TOKYO — Surging energy prices are weighing on Asian equity markets as signs of inflationary pressure dampen global investors’ appetite.
Japan’s blue-chip Nikkei Stock Average dropped over 980 points, or 3.5%, on Tuesday morning to hit its lowest point in over a month.
Shares in SoftBank Group slid over 5%, while Uniqlo operator Fast Retailing sank over 7%.
Tokyo’s drop follows declines in U.S. stocks overnight. The 10-year Treasury yield has remained at high levels and fears of rising inflation have fueled a tech stock rout on Wall Street.
Soaring energy prices are also feeding concerns about inflation.
West Texas Intermediate, the global benchmark for oil prices, hit a seven-year high of $77 per barrel on Tuesday after OPEC+, a much larger group of oil-exporting countries than the original bloc, said the previous day it would stick to an existing agreement for a gradual increase in output.
That agreement calls for adding 400,000 barrels per day to the market in November, rather than raising production levels significantly.
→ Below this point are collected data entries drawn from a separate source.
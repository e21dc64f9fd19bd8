//! Encoder progress parsing and report throttling.
//!
//! ffmpeg prints status lines such as
//! `frame= 1200 fps= 48 q=28.0 size=   10240kB time=00:00:50.04 bitrate=1676.3kbits/s speed=1.92x`.
//! Lines are tokenized into `key=value` pairs; values may be separated from
//! their `=` by whitespace and may themselves span several words.

use std::collections::HashMap;
use std::time::Duration;
use thiserror::Error;

/// A progress line carried a `time=` value that is not HH:MM:SS
#[derive(Debug, Error, PartialEq, Eq)]
#[error("invalid progress time '{0}'")]
pub struct ProgressTimeError(pub String);

/// Whether a line is an encoder status line worth parsing
pub fn is_stats_line(line: &str) -> bool {
    line.contains("time=") && line.contains("bitrate=")
}

fn is_key(s: &str) -> bool {
    !s.is_empty() && s.chars().all(|c| c.is_alphanumeric() || c == '_')
}

/// Tokenize `key=value` pairs separated by whitespace
pub fn parse_stats(line: &str) -> HashMap<String, String> {
    let mut stats = HashMap::new();
    let mut current: Option<(String, String)> = None;

    let mut tokens = line.split_whitespace().peekable();
    while let Some(token) = tokens.next() {
        // "key=value" or "key=" followed by the value
        if let Some((key, value)) = token.split_once('=') {
            if is_key(key) {
                if let Some((k, v)) = current.take() {
                    stats.insert(k, v);
                }
                current = Some((key.to_string(), value.to_string()));
                continue;
            }
        }
        // "key = value" and "key =value"
        if is_key(token) {
            if let Some(next) = tokens.peek() {
                if next.starts_with('=') {
                    let next = tokens.next().unwrap_or_default();
                    if let Some((k, v)) = current.take() {
                        stats.insert(k, v);
                    }
                    current = Some((token.to_string(), next[1..].to_string()));
                    continue;
                }
            }
        }
        if let Some((_, value)) = current.as_mut() {
            if !value.is_empty() {
                value.push(' ');
            }
            value.push_str(token);
        }
    }
    if let Some((k, v)) = current {
        stats.insert(k, v);
    }
    stats
}

/// Parse an encoder `time` value. Sub-second digits are truncated.
///
/// `Ok(None)` means the encoder has no timestamp yet (`N/A`).
pub fn parse_time(value: &str) -> Result<Option<Duration>, ProgressTimeError> {
    let value = value.trim();
    if value.eq_ignore_ascii_case("N/A") {
        return Ok(None);
    }

    let whole = value.split('.').next().unwrap_or_default();
    let parts: Vec<&str> = whole.split(':').collect();
    if parts.len() != 3 {
        return Err(ProgressTimeError(value.to_string()));
    }

    let field = |s: &str, max: u64| -> Result<u64, ProgressTimeError> {
        let n = s
            .parse::<u64>()
            .map_err(|_| ProgressTimeError(value.to_string()))?;
        if n > max {
            return Err(ProgressTimeError(value.to_string()));
        }
        Ok(n)
    };
    let hours = field(parts[0], u64::MAX / 3600)?;
    let minutes = field(parts[1], 59)?;
    let seconds = field(parts[2], 59)?;

    Ok(Some(Duration::from_secs(hours * 3600 + minutes * 60 + seconds)))
}

/// Percent complete after `elapsed` of `total`, in whole seconds, clamped to 0..=100
pub fn percent_complete(elapsed: Duration, total: Duration) -> u8 {
    let total_secs = total.as_secs() as i64;
    if total_secs <= 0 {
        return 0;
    }
    let left = total_secs - elapsed.as_secs() as i64;
    let pct = 100.0 - (left as f64 / total_secs as f64 * 100.0);
    pct.clamp(0.0, 100.0) as u8
}

/// Limits how often progress is reported for one job
#[derive(Debug, Clone)]
pub struct ProgressThrottle {
    step: u8,
    last: u8,
}

impl ProgressThrottle {
    pub fn new(step: u8) -> Self {
        Self { step: step.max(1), last: 0 }
    }

    /// Record `percent`; true if it should be reported.
    ///
    /// Reports happen when the value advanced by at least `step` since the
    /// last report, or reached 100, and never twice for the same value.
    pub fn observe(&mut self, percent: u8) -> bool {
        if percent == self.last {
            return false;
        }
        let advanced = percent > self.last && percent - self.last >= self.step;
        if advanced || percent == 100 {
            self.last = percent;
            return true;
        }
        false
    }
}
The group is cautious about putting more oil on the market as it expects accelerating production increases amid a modest rise in demand will lead to oversupply and a drop in the price of crude.
Prices of liquid natural gas are also soaring, with the benchmark LNG price in Asia at $35 per million Btu as of Tuesday, up 136% from the beginning of the year to hit an all-time high, according to FactSet data and analysts.
China has been ramping up its LNG imports amid widespread power shortages and soaring coal prices. The country relies heavily on coal for power generation, but is having trouble securing supplies from India and Indonesia as heavy rainfall in those countries has disrupted output. To meet increasing power demand for winter, China is now trying to purchase more LNG, pushing prices higher.
Tatsufumi Okoshi, a senior economist at Nomura Securities, expects LNG prices to stay at the current level for the time being. “The peak in energy demand in winter has yet to come, and a tight market is expected to continue,” Okoshi said. “Due to soaring energy prices, there is a growing sense of caution about inflation, making it difficult for stock prices to rise.”
Toru Nishihama, a chief economist at Dai-ichi Life Research Institute, flagged similar concerns.
“There are growing concerns that a rise in oil prices will lead to the emergence of global inflation, which will throw cold water on economies. Going forward, movement in global financial markets will not only depend on the trends in COVID infections and its impacts to the global economy, but also [on] international crude oil prices.”
Stocks were also lower elsewhere in Asia on Tuesday as surging energy prices, combined with uncertainty over debt problems at property developer China Evergrande Group, continue to spook investors.
South Korea’s Kospi was down over 2% while Hong Kong’s Hang Seng index dropped around 1%. Benchmarks in Taiwan and Australia also declined. Mainland China’s stock market was closed due to a national holiday.